In your exhibition, there is a conceptual densification of the pieces that comes from the nature of the space. They don't evoke a ritual morphology, but the space is silently responsible for taking us into the sphere of a certain religious emotion. The space, even if stripped of symbols, makes us simultaneous to the idea of blindness. A blindness that is deliberate, by those who seek another kind of unintelligible light. By those who make themselves blind in order to activate another kind of vision. As if it were an unwritten commandment - or a beatitude - that said: "Happy are those who make themselves blind because they will perceive things from within". Something like this happens in that cut to the eye that Buñuel offers us in Un Chien Andalou (1929), or even in Duchamp's critique of retinal art.
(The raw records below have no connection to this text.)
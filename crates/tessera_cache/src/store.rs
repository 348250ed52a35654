//! Persistent mapping from source identity to artifact record.

use std::collections::BTreeSet;

use tessera_common::{ContentHash, SourceId};

use crate::error::CacheError;
use crate::record::{ArtifactRecord, RecordError};
use crate::registry::PersistentMap;
use crate::storage::KeyValueStorage;

/// Artifact records keyed by the canonical form of their [`SourceId`].
///
/// Values are stored in the fixed record layout of [`ArtifactRecord`]. The
/// store adds no caching of its own on top of the storage engine.
#[derive(Debug)]
pub struct ArtifactStore<S> {
    name: String,
    storage: S,
}

impl<S: KeyValueStorage> ArtifactStore<S> {
    /// Creates a store named `name` over `storage`.
    pub fn new(name: impl Into<String>, storage: S) -> Self {
        Self {
            name: name.into(),
            storage,
        }
    }

    /// Returns the record stored for `id`.
    pub fn get(&self, id: &SourceId) -> Result<Option<ArtifactRecord>, CacheError> {
        self.get_by_key(&id.canonical_key())
    }

    /// Returns the record stored under a canonical key.
    pub fn get_by_key(&self, key: &str) -> Result<Option<ArtifactRecord>, CacheError> {
        let Some(bytes) = self.storage.get(key)? else {
            return Ok(None);
        };
        ArtifactRecord::decode(&bytes)
            .map(Some)
            .map_err(|e| CacheError::StorageCorruption {
                location: key.to_string(),
                reason: e.to_string(),
            })
    }

    /// Stores `record` for `id`, replacing any previous record.
    pub fn put(&mut self, id: &SourceId, record: &ArtifactRecord) -> Result<(), CacheError> {
        let key = id.canonical_key();
        let bytes = record.encode().map_err(|e| encode_error(&key, e))?;
        self.storage.put(&key, bytes)
    }

    /// Removes the record for `id`; a missing record is a no-op.
    pub fn remove(&mut self, id: &SourceId) -> Result<(), CacheError> {
        self.storage.remove(&id.canonical_key())
    }

    /// Returns every stored source identity.
    ///
    /// A key that is not a canonical source path is reported as corruption.
    pub fn keys(&self) -> Result<BTreeSet<SourceId>, CacheError> {
        self.storage
            .keys()?
            .into_iter()
            .map(|key| {
                SourceId::from_canonical_key(&key).map_err(|e| CacheError::StorageCorruption {
                    location: key.clone(),
                    reason: e.to_string(),
                })
            })
            .collect()
    }

    /// Returns `true` if a record is stored for `id`.
    pub fn contains(&self, id: &SourceId) -> Result<bool, CacheError> {
        Ok(self.storage.get(&id.canonical_key())?.is_some())
    }

    /// The underlying storage engine.
    pub fn storage(&self) -> &S {
        &self.storage
    }
}

impl<S: KeyValueStorage> PersistentMap for ArtifactStore<S> {
    fn name(&self) -> &str {
        &self.name
    }

    fn flush(&mut self) -> Result<(), CacheError> {
        self.storage.flush()
    }

    fn clean(&mut self) -> Result<(), CacheError> {
        self.storage.clear()
    }

    fn dump(&self) -> Result<Vec<String>, CacheError> {
        let mut lines = Vec::new();
        for key in self.storage.keys()? {
            if let Some(record) = self.get_by_key(&key)? {
                lines.push(format!(
                    "{key} -> Metadata: {}, Output: {}",
                    ContentHash::from_bytes(record.metadata()),
                    ContentHash::from_bytes(record.output())
                ));
            }
        }
        Ok(lines)
    }
}

/// A record that cannot be laid out is a serialization failure of the new
/// value; nothing stored is affected.
fn encode_error(key: &str, e: RecordError) -> CacheError {
    CacheError::Serialization {
        reason: format!("record for {key}: {e}"),
    }
}

#[cfg(test)]
mod tests {
    use super::*;
    use crate::storage::MemoryStorage;

    fn store() -> ArtifactStore<MemoryStorage> {
        ArtifactStore::new("artifact-records", MemoryStorage::new())
    }

    #[test]
    fn put_then_get() {
        let mut store = store();
        let id = SourceId::new("/a/A.src").unwrap();
        let record = ArtifactRecord::new(b"meta".to_vec(), b"code".to_vec());
        store.put(&id, &record).unwrap();
        assert_eq!(store.get(&id).unwrap(), Some(record));
        assert!(store.contains(&id).unwrap());
    }

    #[test]
    fn get_missing_is_none() {
        assert_eq!(store().get(&SourceId::new("/nope.src").unwrap()).unwrap(), None);
    }

    #[test]
    fn put_overwrites() {
        let mut store = store();
        let id = SourceId::new("/a/A.src").unwrap();
        store.put(&id, &ArtifactRecord::new(vec![1u8], vec![1u8])).unwrap();
        store.put(&id, &ArtifactRecord::new(vec![2u8], vec![2u8])).unwrap();
        assert_eq!(store.keys().unwrap().len(), 1);
        assert_eq!(store.get(&id).unwrap().unwrap().metadata(), &[2]);
    }

    #[test]
    fn equivalent_paths_share_one_record() {
        let mut store = store();
        store
            .put(&SourceId::new("/a/./x/../A.src").unwrap(), &ArtifactRecord::default())
            .unwrap();
        assert!(store.contains(&SourceId::new("/a/A.src").unwrap()).unwrap());
    }

    #[test]
    fn remove_missing_is_noop() {
        let mut store = store();
        store.remove(&SourceId::new("/never.src").unwrap()).unwrap();
        assert!(store.keys().unwrap().is_empty());
    }

    #[test]
    fn keys_are_source_ids() {
        let mut store = store();
        store
            .put(&SourceId::new("/b/B.src").unwrap(), &ArtifactRecord::default())
            .unwrap();
        store
            .put(&SourceId::new("/a/A.src").unwrap(), &ArtifactRecord::default())
            .unwrap();
        let keys: Vec<_> = store.keys().unwrap().into_iter().collect();
        assert_eq!(keys, vec![SourceId::new("/a/A.src").unwrap(), SourceId::new("/b/B.src").unwrap()]);
    }

    #[test]
    fn corrupt_value_reported_with_key() {
        let mut storage = MemoryStorage::new();
        storage.put("/a/A.src", vec![0, 0, 0, 9, 1]).unwrap();
        let store = ArtifactStore::new("artifact-records", storage);
        let err = store.get(&SourceId::new("/a/A.src").unwrap()).unwrap_err();
        match err {
            CacheError::StorageCorruption { location, reason } => {
                assert_eq!(location, "/a/A.src");
                assert!(reason.contains("metadata"));
            }
            other => panic!("unexpected error: {other}"),
        }
    }

    #[test]
    fn oversized_record_is_serialization_error() {
        let err = encode_error(
            "/a/A.src",
            RecordError::TooLarge {
                section: "output",
                length: 1 << 31,
            },
        );
        match err {
            CacheError::Serialization { reason } => {
                assert!(reason.starts_with("record for /a/A.src:"));
                assert!(reason.contains("does not fit"));
            }
            other => panic!("unexpected error: {other}"),
        }
    }

    #[test]
    fn non_canonical_key_is_corruption() {
        let mut storage = MemoryStorage::new();
        storage
            .put("relative/A.src", ArtifactRecord::default().encode().unwrap())
            .unwrap();
        let store = ArtifactStore::new("artifact-records", storage);
        match store.keys().unwrap_err() {
            CacheError::StorageCorruption { location, .. } => {
                assert_eq!(location, "relative/A.src")
            }
            other => panic!("unexpected error: {other}"),
        }
    }

    #[test]
    fn dump_lists_hashes() {
        let mut store = store();
        store
            .put(&SourceId::new("/a/A.src").unwrap(), &ArtifactRecord::new(b"m".to_vec(), b"o".to_vec()))
            .unwrap();
        let lines = store.dump().unwrap();
        assert_eq!(lines.len(), 1);
        assert_eq!(
            lines[0],
            format!(
                "/a/A.src -> Metadata: {}, Output: {}",
                ContentHash::from_bytes(b"m"),
                ContentHash::from_bytes(b"o")
            )
        );
    }

    #[test]
    fn clean_drops_everything() {
        let mut store = store();
        store
            .put(&SourceId::new("/a/A.src").unwrap(), &ArtifactRecord::default())
            .unwrap();
        store.clean().unwrap();
        assert!(store.keys().unwrap().is_empty());
        assert_eq!(store.name(), "artifact-records");
    }
}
Making oneself blind as an imperative for the spectator.

In this space, what disappeared was not the sacred, but its representation. Because the sacred is not thingified as something that is or ceases to be. This chapel emptied of its original iconographic programme gives way to absence, to the void that can be the culmination of all representations of God. In this absence, a clearing opens up for the birth of other ways of life, inaugurating a difficult requirement, that of not creating a levelling of the spirit of the place (genius loci).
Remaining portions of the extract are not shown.